What a great group of attendees along with the organizers just knocking it out of the park at this year’s dev up Conference. I’ve got the slides embedded after the jump and below that have a few notes about things I discussed not on the slides. Please feel free to reach out to me on twitter if you have any questions or just want to talk about these topics further.

As I pointed out, monitoring, observability, and other methods of finding out things are wrong are far superior to receiving the angry phone call directly from your customers. That is a topic for another day, one I may touch on in future talks.

I brought up “hero culture” pretty early in the talk, because it’s an important point. People who want to save the day and get a pat on the back while showing “how much they know” can lead to burn out, knowledge hoarding, and demoralizing the rest of the team. One of the key topics that I returned to in my talks was the repeatability of what we did and documenting what we learned. A learning culture leads to fewer incidents in the future.
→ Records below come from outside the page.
//! JSON files for questions and answers.
//!
//! Answers are written as a pretty-printed array of `{"output": ...}`
//! objects. Every save goes to a sibling temp file first and is then renamed
//! over the target, so a crash mid-write leaves the previous checkpoint.

use serde_json::Value;
use std::fs;
use std::io::Write;
use std::path::{Path, PathBuf};
use strata_application::ports::answer_store::{AnswerStore, StoreError};
use strata_domain::{AnswerRecord, QuestionRecord};
use tracing::{debug, info};

fn io_error(path: &Path, source: std::io::Error) -> StoreError {
    StoreError::Io {
        path: path.display().to_string(),
        source,
    }
}

fn read_array(path: &Path) -> Result<Vec<Value>, StoreError> {
    let text = fs::read_to_string(path).map_err(|e| io_error(path, e))?;
    let value: Value = serde_json::from_str(&text).map_err(|source| StoreError::Format {
        path: path.display().to_string(),
        source,
    })?;
    match value {
        Value::Array(items) => Ok(items),
        _ => Err(StoreError::NotAnArray {
            path: path.display().to_string(),
        }),
    }
}

/// Read the input file: a JSON array of question objects
pub fn load_questions(path: &Path) -> Result<Vec<QuestionRecord>, StoreError> {
    let questions: Vec<_> = read_array(path)?
        .into_iter()
        .map(QuestionRecord::new)
        .collect();
    info!(path = %path.display(), count = questions.len(), "Loaded questions");
    Ok(questions)
}

/// Read an answers file as raw JSON elements, for validation
pub fn read_raw_answers(path: &Path) -> Result<Vec<Value>, StoreError> {
    read_array(path)
}

/// Answers array persisted as one JSON file
pub struct JsonAnswerStore {
    path: PathBuf,
}

impl JsonAnswerStore {
    pub fn new(path: impl Into<PathBuf>) -> Self {
        Self { path: path.into() }
    }

    pub fn path(&self) -> &Path {
        &self.path
    }

    fn temp_path(&self) -> PathBuf {
        let mut name = self
            .path
            .file_name()
            .map(|n| n.to_os_string())
            .unwrap_or_else(|| "answers.json".into());
        name.push(".tmp");
        self.path.with_file_name(name)
    }
}

impl AnswerStore for JsonAnswerStore {
    fn load(&self, total: usize) -> Result<Vec<AnswerRecord>, StoreError> {
        if !self.path.exists() {
            debug!(path = %self.path.display(), "No answers file, starting from placeholders");
            return Ok(AnswerRecord::placeholders(total));
        }

        let path = self.path.display().to_string();
        let answers: Vec<AnswerRecord> = read_array(&self.path)?
            .into_iter()
            .map(serde_json::from_value)
            .collect::<Result<_, _>>()
            .map_err(|source| StoreError::Format {
                path: path.clone(),
                source,
            })?;

        if answers.len() != total {
            return Err(StoreError::LengthMismatch {
                path,
                expected: total,
                found: answers.len(),
            });
        }
        let pending = answers.iter().filter(|a| a.is_placeholder()).count();
        info!(path = %path, pending, "Resuming from existing answers");
        Ok(answers)
    }

    fn save(&self, answers: &[AnswerRecord]) -> Result<(), StoreError> {
        if let Some(parent) = self.path.parent().filter(|p| !p.as_os_str().is_empty()) {
            fs::create_dir_all(parent).map_err(|e| io_error(parent, e))?;
        }

        let json = serde_json::to_string_pretty(answers).map_err(|source| StoreError::Format {
            path: self.path.display().to_string(),
            source,
        })?;

        let temp = self.temp_path();
        let mut file = fs::File::create(&temp).map_err(|e| io_error(&temp, e))?;
        file.write_all(json.as_bytes())
            .and_then(|_| file.sync_all())
            .map_err(|e| io_error(&temp, e))?;
        fs::rename(&temp, &self.path).map_err(|e| io_error(&self.path, e))?;

        debug!(path = %self.path.display(), count = answers.len(), "Saved answers");
        Ok(())
    }
}
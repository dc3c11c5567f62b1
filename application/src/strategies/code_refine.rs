//! Code generation with reviewer/patcher rounds.

use super::Strategy;
use crate::session::{CallError, CallSession};
use async_trait::async_trait;
use strata_domain::parsing::parse_review_verdict;
use strata_domain::prompt::PromptTemplate;
use strata_domain::{ReviewVerdict, StrategyKind};
use tracing::{debug, warn};

/// Temperature for the initial code draft
const GENERATION_TEMPERATURE: f64 = 0.25;

pub struct CodeRefinement {
    iterations: usize,
}

impl CodeRefinement {
    pub fn new(iterations: usize) -> Self {
        Self { iterations }
    }
}

#[async_trait]
impl Strategy for CodeRefinement {
    fn kind(&self) -> StrategyKind {
        StrategyKind::CodeRefinement
    }

    async fn solve(
        &self,
        session: &mut CallSession<'_>,
        question: &str,
    ) -> Result<String, CallError> {
        session.set_stage("code-refinement");
        let mut code = session
            .invoke(
                &PromptTemplate::code_generate(question),
                GENERATION_TEMPERATURE,
                None,
            )
            .await?;

        for round in 1..=self.iterations {
            let review = match session
                .invoke(&PromptTemplate::code_review(question, &code), 0.0, None)
                .await
            {
                Ok(review) => review,
                Err(e) => {
                    warn!(round, "Code review failed, keeping current code: {}", e);
                    break;
                }
            };

            let instruction = match parse_review_verdict(&review) {
                ReviewVerdict::Valid => {
                    debug!(round, "Code accepted by reviewer");
                    break;
                }
                ReviewVerdict::Fix(instruction) => instruction,
            };

            match session
                .invoke(
                    &PromptTemplate::code_patch(question, &code, &instruction),
                    0.0,
                    None,
                )
                .await
            {
                Ok(patched) if !patched.is_empty() => code = patched,
                Ok(_) => {
                    warn!(round, "Empty patch received, aborting refinement");
                    break;
                }
                Err(e) => {
                    warn!(round, "Patch failed, keeping current code: {}", e);
                    break;
                }
            }
        }

        Ok(code)
    }
}
//! Question classification.

use crate::session::{CallError, CallSession};
use strata_domain::Category;
use strata_domain::prompt::PromptTemplate;
use tracing::debug;

/// Ask for exactly one category label at temperature 0
///
/// The reply is trimmed and lower-cased; labels outside the known set come
/// back as [`Category::Unrecognized`].
pub async fn classify_question(
    session: &mut CallSession<'_>,
    question: &str,
) -> Result<Category, CallError> {
    session.set_stage("classify");
    let reply = session
        .invoke(
            &PromptTemplate::classify_prompt(question),
            0.0,
            Some(PromptTemplate::classify_system()),
        )
        .await?;
    let category = Category::from_label(&reply);
    debug!(label = %reply, category = %category, "Classified question");
    Ok(category)
}

#[cfg(test)]
mod tests {
    use super::*;
    use crate::session::testing::ScriptedClient;
    use strata_domain::CallBudget;

    #[tokio::test]
    async fn test_label_is_trimmed_and_lowercased() {
        let client = ScriptedClient::new(["  MATH\n"]);
        let mut session = CallSession::new(&client, CallBudget::default());

        let category = classify_question(&mut session, "2+2?").await.unwrap();

        assert_eq!(category, Category::Math);
        let requests = client.requests.lock().unwrap();
        assert_eq!(requests[0].temperature, 0.0);
        assert_eq!(
            requests[0].system,
            "Return only one label: math, commonsense, future_prediction, coding, or planning."
        );
    }

    #[tokio::test]
    async fn test_unknown_label_is_unrecognized() {
        let client = ScriptedClient::new(["Trivia"]);
        let mut session = CallSession::new(&client, CallBudget::default());
        let category = classify_question(&mut session, "q").await.unwrap();
        assert_eq!(category, Category::Unrecognized("trivia".to_string()));
    }
}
We learned that the stress of dealing with incidents is detrimental to the communications surrounding serious problems. It’s always best to have a “communicator” who is responsible for blocking for the people doing that hands on keyboard work. While it may sound awesome on the phone when someone tells a client exec “Do you want me to tell you about the problem or fix the problem?”, it’s not as much fun the next day getting scolded by your bosses.

I also brought up the topic of understanding what is wrong versus doing what is asked of you before taking action. When someone says “just restart the service” instead of describing the problem they are facing, it’s possible to introduce larger issues into an already serious enough problem you’ve received escalation for. So if you do not understand the environment, architecture, or tech stack, find the right person who does.